[Available records — start]

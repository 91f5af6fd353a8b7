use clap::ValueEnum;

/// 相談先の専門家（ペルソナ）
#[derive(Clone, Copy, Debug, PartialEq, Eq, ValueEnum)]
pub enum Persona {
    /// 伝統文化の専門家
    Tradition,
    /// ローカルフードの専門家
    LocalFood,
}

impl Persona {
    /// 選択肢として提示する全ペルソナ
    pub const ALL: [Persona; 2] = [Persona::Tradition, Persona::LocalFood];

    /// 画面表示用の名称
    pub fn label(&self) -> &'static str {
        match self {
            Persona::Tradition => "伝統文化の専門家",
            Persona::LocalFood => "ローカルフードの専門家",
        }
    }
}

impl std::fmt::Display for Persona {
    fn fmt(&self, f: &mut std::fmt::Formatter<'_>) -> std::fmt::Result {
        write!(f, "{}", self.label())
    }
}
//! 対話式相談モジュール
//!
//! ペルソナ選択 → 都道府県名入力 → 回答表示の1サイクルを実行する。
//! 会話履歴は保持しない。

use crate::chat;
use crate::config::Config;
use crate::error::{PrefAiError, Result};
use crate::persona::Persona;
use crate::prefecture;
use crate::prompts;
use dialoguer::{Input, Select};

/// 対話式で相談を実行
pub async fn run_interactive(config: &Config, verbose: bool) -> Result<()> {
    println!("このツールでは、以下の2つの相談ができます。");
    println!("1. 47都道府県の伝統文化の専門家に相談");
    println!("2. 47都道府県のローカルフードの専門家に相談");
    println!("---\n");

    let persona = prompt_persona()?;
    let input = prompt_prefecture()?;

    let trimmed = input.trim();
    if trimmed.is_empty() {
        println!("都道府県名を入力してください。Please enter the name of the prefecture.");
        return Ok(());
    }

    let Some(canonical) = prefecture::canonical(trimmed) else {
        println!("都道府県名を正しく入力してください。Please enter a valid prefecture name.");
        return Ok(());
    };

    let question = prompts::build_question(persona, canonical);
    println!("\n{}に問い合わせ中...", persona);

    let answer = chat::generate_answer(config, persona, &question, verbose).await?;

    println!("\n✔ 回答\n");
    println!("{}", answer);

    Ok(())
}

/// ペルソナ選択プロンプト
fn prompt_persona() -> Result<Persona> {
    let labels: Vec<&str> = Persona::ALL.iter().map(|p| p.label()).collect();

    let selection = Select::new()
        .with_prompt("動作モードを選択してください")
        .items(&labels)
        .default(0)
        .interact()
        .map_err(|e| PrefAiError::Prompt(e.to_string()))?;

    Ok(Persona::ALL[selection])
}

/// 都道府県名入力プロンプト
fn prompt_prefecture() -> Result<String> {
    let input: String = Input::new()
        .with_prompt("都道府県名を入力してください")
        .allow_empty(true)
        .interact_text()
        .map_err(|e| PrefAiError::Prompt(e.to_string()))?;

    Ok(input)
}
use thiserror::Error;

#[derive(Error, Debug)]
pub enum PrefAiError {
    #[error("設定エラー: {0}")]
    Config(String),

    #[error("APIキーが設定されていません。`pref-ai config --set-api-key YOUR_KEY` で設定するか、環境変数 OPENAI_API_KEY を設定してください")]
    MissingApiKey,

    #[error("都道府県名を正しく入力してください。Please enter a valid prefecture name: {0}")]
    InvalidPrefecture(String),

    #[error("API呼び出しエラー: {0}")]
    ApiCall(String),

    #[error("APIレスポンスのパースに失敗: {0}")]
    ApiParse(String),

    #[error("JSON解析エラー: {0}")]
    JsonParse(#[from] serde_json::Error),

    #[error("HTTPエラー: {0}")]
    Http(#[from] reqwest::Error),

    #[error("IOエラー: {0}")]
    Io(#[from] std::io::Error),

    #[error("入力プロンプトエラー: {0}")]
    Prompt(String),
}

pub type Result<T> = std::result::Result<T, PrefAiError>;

[Available records — finish]
[Available records — start]

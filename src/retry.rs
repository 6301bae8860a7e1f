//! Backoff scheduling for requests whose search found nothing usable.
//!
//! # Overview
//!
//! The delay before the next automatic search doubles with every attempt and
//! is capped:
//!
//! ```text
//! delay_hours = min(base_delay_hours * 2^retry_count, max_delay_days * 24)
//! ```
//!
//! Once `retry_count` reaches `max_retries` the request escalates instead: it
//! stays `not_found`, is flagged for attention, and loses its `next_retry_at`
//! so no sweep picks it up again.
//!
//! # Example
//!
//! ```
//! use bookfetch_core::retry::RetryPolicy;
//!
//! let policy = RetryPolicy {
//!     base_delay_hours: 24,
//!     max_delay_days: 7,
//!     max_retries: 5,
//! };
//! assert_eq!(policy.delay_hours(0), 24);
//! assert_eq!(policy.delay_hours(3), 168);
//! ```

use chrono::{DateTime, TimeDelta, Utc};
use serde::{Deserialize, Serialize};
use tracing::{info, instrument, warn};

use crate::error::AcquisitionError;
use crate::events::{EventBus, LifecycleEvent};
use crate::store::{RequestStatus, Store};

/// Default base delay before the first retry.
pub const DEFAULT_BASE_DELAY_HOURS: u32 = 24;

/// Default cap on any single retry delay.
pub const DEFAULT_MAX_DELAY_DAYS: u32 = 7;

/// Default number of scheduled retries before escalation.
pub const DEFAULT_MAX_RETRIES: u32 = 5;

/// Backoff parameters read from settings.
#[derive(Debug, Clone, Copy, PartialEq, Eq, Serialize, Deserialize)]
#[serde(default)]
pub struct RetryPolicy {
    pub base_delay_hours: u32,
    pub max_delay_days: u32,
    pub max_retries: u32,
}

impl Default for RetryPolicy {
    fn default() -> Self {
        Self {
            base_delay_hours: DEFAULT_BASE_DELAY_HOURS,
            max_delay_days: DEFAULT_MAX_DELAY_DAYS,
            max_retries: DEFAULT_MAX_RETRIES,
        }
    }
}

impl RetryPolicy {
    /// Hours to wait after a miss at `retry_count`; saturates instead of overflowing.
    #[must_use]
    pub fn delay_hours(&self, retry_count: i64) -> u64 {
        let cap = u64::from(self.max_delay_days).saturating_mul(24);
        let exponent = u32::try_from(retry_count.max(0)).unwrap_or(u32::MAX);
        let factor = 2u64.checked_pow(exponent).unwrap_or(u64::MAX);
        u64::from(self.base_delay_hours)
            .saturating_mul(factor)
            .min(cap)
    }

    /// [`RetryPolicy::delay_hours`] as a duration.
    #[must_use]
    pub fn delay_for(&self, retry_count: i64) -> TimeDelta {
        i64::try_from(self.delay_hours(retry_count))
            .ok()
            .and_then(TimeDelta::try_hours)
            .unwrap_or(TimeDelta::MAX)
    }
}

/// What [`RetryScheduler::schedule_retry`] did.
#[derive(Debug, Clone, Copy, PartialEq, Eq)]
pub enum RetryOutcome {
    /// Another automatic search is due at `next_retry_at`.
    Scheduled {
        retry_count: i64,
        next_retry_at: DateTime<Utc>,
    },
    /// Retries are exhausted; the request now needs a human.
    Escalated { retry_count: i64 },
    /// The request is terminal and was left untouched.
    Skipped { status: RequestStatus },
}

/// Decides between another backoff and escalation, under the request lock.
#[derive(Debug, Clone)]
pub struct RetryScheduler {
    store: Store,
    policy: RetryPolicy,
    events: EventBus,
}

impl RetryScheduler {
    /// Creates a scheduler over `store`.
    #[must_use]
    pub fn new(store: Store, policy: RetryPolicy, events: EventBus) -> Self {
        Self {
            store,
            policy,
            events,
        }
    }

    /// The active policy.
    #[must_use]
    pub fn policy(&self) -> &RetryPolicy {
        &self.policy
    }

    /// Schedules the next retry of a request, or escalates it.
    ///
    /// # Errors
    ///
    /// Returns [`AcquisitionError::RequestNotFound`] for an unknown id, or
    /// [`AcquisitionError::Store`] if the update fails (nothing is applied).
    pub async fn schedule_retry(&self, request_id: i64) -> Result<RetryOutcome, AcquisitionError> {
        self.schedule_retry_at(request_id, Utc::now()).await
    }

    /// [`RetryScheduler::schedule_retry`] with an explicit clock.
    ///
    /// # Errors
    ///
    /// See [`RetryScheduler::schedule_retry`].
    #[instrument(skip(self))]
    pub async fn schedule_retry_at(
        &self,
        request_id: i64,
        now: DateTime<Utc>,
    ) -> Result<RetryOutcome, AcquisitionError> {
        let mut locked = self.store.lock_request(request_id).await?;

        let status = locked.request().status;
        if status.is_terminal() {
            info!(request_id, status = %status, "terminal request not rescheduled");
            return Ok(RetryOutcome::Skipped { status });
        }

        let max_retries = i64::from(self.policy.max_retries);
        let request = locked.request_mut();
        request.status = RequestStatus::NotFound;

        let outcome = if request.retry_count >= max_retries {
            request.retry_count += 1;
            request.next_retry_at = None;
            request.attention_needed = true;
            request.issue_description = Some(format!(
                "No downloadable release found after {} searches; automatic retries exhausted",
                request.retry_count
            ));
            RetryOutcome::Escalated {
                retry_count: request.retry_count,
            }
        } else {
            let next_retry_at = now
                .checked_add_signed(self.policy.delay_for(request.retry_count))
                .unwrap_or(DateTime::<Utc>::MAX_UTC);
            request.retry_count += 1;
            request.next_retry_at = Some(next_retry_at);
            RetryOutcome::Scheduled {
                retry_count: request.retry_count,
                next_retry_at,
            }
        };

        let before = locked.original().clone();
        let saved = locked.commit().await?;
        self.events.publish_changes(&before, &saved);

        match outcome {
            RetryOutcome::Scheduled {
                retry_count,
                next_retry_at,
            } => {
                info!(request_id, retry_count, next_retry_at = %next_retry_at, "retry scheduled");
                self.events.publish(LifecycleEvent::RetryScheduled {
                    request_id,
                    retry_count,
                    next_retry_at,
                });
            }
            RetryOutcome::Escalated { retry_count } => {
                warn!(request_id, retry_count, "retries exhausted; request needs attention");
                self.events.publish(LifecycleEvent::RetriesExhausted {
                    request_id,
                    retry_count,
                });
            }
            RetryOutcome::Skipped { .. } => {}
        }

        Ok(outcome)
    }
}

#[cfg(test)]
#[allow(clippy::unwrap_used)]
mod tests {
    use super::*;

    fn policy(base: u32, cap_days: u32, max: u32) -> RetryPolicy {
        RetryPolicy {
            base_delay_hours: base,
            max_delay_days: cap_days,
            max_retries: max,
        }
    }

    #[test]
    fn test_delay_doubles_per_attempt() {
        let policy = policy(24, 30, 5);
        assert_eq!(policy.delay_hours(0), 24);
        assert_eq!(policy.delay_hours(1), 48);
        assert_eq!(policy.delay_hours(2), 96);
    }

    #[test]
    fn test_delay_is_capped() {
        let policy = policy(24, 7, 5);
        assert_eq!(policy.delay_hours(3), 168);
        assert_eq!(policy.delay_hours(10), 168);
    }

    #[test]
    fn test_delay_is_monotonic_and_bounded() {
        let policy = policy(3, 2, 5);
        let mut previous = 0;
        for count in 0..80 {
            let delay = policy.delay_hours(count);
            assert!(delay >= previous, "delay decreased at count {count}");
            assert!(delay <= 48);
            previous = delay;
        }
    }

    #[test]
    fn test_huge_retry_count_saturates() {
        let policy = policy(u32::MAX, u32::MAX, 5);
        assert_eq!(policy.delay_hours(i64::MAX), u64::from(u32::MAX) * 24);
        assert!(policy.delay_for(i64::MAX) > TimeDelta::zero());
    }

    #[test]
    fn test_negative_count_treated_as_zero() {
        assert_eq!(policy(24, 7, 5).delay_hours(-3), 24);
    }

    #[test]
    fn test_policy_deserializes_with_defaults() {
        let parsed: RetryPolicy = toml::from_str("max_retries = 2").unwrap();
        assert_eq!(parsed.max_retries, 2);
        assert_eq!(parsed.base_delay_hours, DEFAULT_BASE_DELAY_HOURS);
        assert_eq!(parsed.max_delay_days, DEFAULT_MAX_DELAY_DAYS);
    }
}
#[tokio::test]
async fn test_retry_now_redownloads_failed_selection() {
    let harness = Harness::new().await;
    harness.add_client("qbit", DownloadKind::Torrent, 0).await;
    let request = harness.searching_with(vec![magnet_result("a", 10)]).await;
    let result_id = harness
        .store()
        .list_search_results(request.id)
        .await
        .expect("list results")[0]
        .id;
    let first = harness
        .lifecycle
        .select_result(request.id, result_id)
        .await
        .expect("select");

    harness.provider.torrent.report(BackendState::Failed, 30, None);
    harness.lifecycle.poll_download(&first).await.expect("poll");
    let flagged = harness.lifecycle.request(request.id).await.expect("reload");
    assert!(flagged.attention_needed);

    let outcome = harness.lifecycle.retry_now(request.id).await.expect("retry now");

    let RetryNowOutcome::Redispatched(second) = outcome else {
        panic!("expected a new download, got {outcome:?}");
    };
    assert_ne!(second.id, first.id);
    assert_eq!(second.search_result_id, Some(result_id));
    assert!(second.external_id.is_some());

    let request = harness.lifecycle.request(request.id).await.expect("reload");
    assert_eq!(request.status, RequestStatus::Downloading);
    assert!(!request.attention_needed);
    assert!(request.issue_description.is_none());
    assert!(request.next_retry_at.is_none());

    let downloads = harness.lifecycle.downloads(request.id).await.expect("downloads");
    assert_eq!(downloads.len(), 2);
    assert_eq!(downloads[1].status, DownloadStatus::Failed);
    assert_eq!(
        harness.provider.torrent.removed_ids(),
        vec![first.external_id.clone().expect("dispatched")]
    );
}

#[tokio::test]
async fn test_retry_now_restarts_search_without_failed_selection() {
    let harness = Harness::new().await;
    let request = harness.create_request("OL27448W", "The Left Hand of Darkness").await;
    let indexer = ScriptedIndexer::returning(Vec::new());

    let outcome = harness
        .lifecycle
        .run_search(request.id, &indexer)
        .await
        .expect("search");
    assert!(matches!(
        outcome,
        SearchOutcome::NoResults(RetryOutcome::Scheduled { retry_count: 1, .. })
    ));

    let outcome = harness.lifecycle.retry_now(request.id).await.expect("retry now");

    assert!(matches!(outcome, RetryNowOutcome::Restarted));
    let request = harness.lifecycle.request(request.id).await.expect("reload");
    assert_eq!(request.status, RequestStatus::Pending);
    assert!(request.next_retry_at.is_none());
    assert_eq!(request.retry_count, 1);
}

[Available records — finish]

Exercise requirements →
For the string "PartialEq", return every line of the data where it appears.

Answer to this problem →
#[derive(Clone, Copy, Debug, PartialEq, Eq, ValueEnum)]
#[derive(Debug, Clone, Copy, PartialEq, Eq, Serialize, Deserialize)]
#[derive(Debug, Clone, Copy, PartialEq, Eq)]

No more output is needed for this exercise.